FluxML/Flux.jl

cuda gpu memory usage increasing in time

Opened this issue · 3 comments

This issue has emerged multiple times on discord

https://discourse.julialang.org/t/memory-usage-increasing-with-each-epoch/121798
https://discourse.julialang.org/t/flux-memory-usage-high-in-srcnn/115174
https://discourse.julialang.org/t/out-of-memory-using-flux-cnn-during-back-propagation-phase/24492
https://discourse.julialang.org/t/flux-gpu-memory-problems/79783

and it could be related to #828 #302 #736 and JuliaGPU/CUDA.jl#137

This is a minimal example, involving only the forward pass, on Flux's master:

using Flux
using Statistics, Random

using CUDA

function train_mlp()
    d_in = 128
    d_out = 128
    batch_size = 128
    num_iters = 10
    device = gpu_device()
    
    model = Dense(d_in => d_out) |> device
    x = randn(Float32, d_in, batch_size) |> device
    for iter in 1:num_iters
        ŷ = model(x)
        @info iter
        # GC.gc(true)
        CUDA.pool_status()
    end
end

train_mlp()
# GC.gc(true)
# CUDA.raclaim()

with output

[ Info: 1
Effective GPU memory usage: 2.98% (716.688 MiB/23.465 GiB)
Memory pool usage: 1.586 MiB (32.000 MiB reserved)
[ Info: 2
Effective GPU memory usage: 2.98% (716.688 MiB/23.465 GiB)
Memory pool usage: 2.091 MiB (32.000 MiB reserved)
[ Info: 3
Effective GPU memory usage: 2.98% (716.688 MiB/23.465 GiB)
Memory pool usage: 2.596 MiB (32.000 MiB reserved)
[ Info: 4
Effective GPU memory usage: 2.98% (716.688 MiB/23.465 GiB)
Memory pool usage: 3.101 MiB (32.000 MiB reserved)
[ Info: 5
Effective GPU memory usage: 2.98% (716.688 MiB/23.465 GiB)
Memory pool usage: 3.606 MiB (32.000 MiB reserved)
[ Info: 6
Effective GPU memory usage: 2.98% (716.688 MiB/23.465 GiB)
Memory pool usage: 4.110 MiB (32.000 MiB reserved)
[ Info: 7
Effective GPU memory usage: 2.98% (716.688 MiB/23.465 GiB)
Memory pool usage: 4.615 MiB (32.000 MiB reserved)
[ Info: 8
Effective GPU memory usage: 2.98% (716.688 MiB/23.465 GiB)
Memory pool usage: 5.120 MiB (32.000 MiB reserved)
[ Info: 9
Effective GPU memory usage: 2.98% (716.688 MiB/23.465 GiB)
Memory pool usage: 5.625 MiB (32.000 MiB reserved)
[ Info: 10
Effective GPU memory usage: 2.98% (716.688 MiB/23.465 GiB)
Memory pool usage: 6.130 MiB (32.000 MiB reserved)
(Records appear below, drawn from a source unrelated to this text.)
//! Voice Session State
//!
//! The one session object of the assistant. Only the state machine writes
//! it; everything else sees clones or shared references.

use serde::Serialize;
use std::fmt;

use crate::i18n::Language;
use crate::tts::VoiceId;

/// What the assistant is doing right now
#[derive(Debug, Clone, Copy, PartialEq, Eq, Hash, Default, Serialize)]
#[serde(rename_all = "snake_case")]
pub enum Mode {
    #[default]
    ListeningForWake,
    CapturingCommand,
    Dispatching,
    Speaking,
    Paused,
}

impl Mode {
    /// Modes in which a recognition session may run
    pub fn accepts_input(self) -> bool {
        matches!(
            self,
            Mode::ListeningForWake | Mode::CapturingCommand | Mode::Speaking
        )
    }

    /// Modes in which the live transcript may be shown
    pub fn shows_live_transcript(self) -> bool {
        matches!(self, Mode::ListeningForWake | Mode::CapturingCommand)
    }

    pub fn label(self) -> &'static str {
        match self {
            Mode::ListeningForWake => "Listening for wake word",
            Mode::CapturingCommand => "Listening for command",
            Mode::Dispatching => "Thinking",
            Mode::Speaking => "Speaking",
            Mode::Paused => "Paused",
        }
    }
}

impl fmt::Display for Mode {
    fn fmt(&self, f: &mut fmt::Formatter<'_>) -> fmt::Result {
        f.write_str(self.label())
    }
}

/// Process-wide assistant session
#[derive(Debug, Clone, PartialEq, Serialize)]
pub struct Session {
    pub(crate) mode: Mode,
    pub(crate) language: Language,
    pub(crate) preferred_voice: Option<VoiceId>,
    pub(crate) live_transcript: String,
    pub(crate) pending_filler: Option<String>,
    pub(crate) online: bool,
}

impl Session {
    pub fn new(language: Language) -> Self {
        Self {
            mode: Mode::ListeningForWake,
            language,
            preferred_voice: None,
            live_transcript: String::new(),
            pending_filler: None,
            online: true,
        }
    }

    pub fn mode(&self) -> Mode {
        self.mode
    }

    pub fn language(&self) -> Language {
        self.language
    }

    /// Id of the synthesizer voice to use; owned by the synthesizer's catalog
    pub fn preferred_voice(&self) -> Option<&VoiceId> {
        self.preferred_voice.as_ref()
    }

    pub fn live_transcript(&self) -> &str {
        &self.live_transcript
    }

    /// Filler phrase playing while a backend call is in flight
    pub fn pending_filler(&self) -> Option<&str> {
        self.pending_filler.as_deref()
    }

    pub fn is_online(&self) -> bool {
        self.online
    }
}

impl Default for Session {
    fn default() -> Self {
        Self::new(Language::default())
    }
}

#[cfg(test)]
mod tests {
    use super::*;

    #[test]
    fn test_new_session_defaults() {
        let session = Session::new(Language::Telugu);
        assert_eq!(session.mode(), Mode::ListeningForWake);
        assert_eq!(session.language(), Language::Telugu);
        assert!(session.live_transcript().is_empty());
        assert!(session.pending_filler().is_none());
        assert!(session.is_online());
    }

    #[test]
    fn test_mode_input_gating() {
        assert!(Mode::ListeningForWake.accepts_input());
        assert!(Mode::Speaking.accepts_input());
        assert!(!Mode::Dispatching.accepts_input());
        assert!(!Mode::Paused.accepts_input());
        assert!(!Mode::Speaking.shows_live_transcript());
    }
}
Running multiple times train_mlp() the memory usage keeps ever increasing and more and more memory is reserved.

Mitigation strategies are to set memory limit like

ENV["JULIA_CUDA_HARD_MEMORY_LIMIT"] = "10%"
ENV["JULIA_CUDA_SOFT_MEMORY_LIMIT"] = "5%"

or to manually run the garbage collector

GC.gc(true)

which slows done a lot if done every iteration.
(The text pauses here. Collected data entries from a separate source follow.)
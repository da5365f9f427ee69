//! netshell server entry point.

use netshell::cli::{parse_server_args, print_server_help, print_version};
use netshell::config::Config;
use netshell::{logging, server, Server};
use tokio::sync::watch;
use tracing::{error, info};

#[tokio::main]
async fn main() {
    let args = match parse_server_args() {
        Ok(args) => args,
        Err(e) => {
            eprintln!("error: {}", e);
            eprintln!("Try 'netshelld --help' for more information.");
            std::process::exit(2);
        }
    };

    if args.help {
        print_server_help();
        return;
    }
    if args.version {
        print_version("netshelld");
        return;
    }

    let config = match Config::load(&args) {
        Ok(config) => config,
        Err(e) => {
            eprintln!("error: {}", e);
            std::process::exit(1);
        }
    };

    if logging::init_with_filter(config.log_filter()).is_err() {
        eprintln!("warning: logging already initialized");
    }

    info!("netshelld v{}", env!("CARGO_PKG_VERSION"));

    let server_config = match config.to_server_config() {
        Ok(server_config) => server_config,
        Err(e) => {
            error!("invalid configuration: {}", e);
            std::process::exit(1);
        }
    };
    info!(
        "shell: {} {}",
        server_config.shell.program,
        server_config.shell.args.join(" ")
    );

    let server = match Server::bind(server_config).await {
        Ok(server) => server,
        Err(e) => {
            error!("failed to start server: {}", e);
            std::process::exit(1);
        }
    };

    let (shutdown_tx, shutdown_rx) = watch::channel(false);
    tokio::spawn(async move {
        if let Err(e) = server::shutdown_on_signal(shutdown_tx).await {
            error!("cannot install signal handlers: {}", e);
        }
    });

    if let Err(e) = server.serve(shutdown_rx).await {
        error!("server error: {}", e);
        std::process::exit(1);
    }
}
This behavior is highly problematic because training runs quickly fill the gpu and one cannot run other gpu processes.

cc @maleadt

The issue is likely with GC not being GPU-aware and not finalizing gpu arrays in time, so the memory just keeps growing, even though only a fraction of it is actually used.

Maybe with EscapeAnalysis and things like JuliaLang/julia#55990 situation can be improved, but I'm not sure if it can work effectively with things like Zygote (maybe @aviatesk can clarify).

The situation is worse if you render your desktop and run computations on the same GPU, so when you run out of memory in Julia you also crash your DE.


I recently experimented with allowing users to define a region of code where all gpu allocations are recorded and then bulk-freeing them once the program is out of that region in AMDGPU.

Example:

θ = <parameters>
AMDGPU.record_memory!(true)
∇ = gradient(θ) do θ
   ...
end
apply!(θ, ∇) # in-place parameter update
AMDGPU.record_memory!(false) # bulk-free all allocations that happened during recording.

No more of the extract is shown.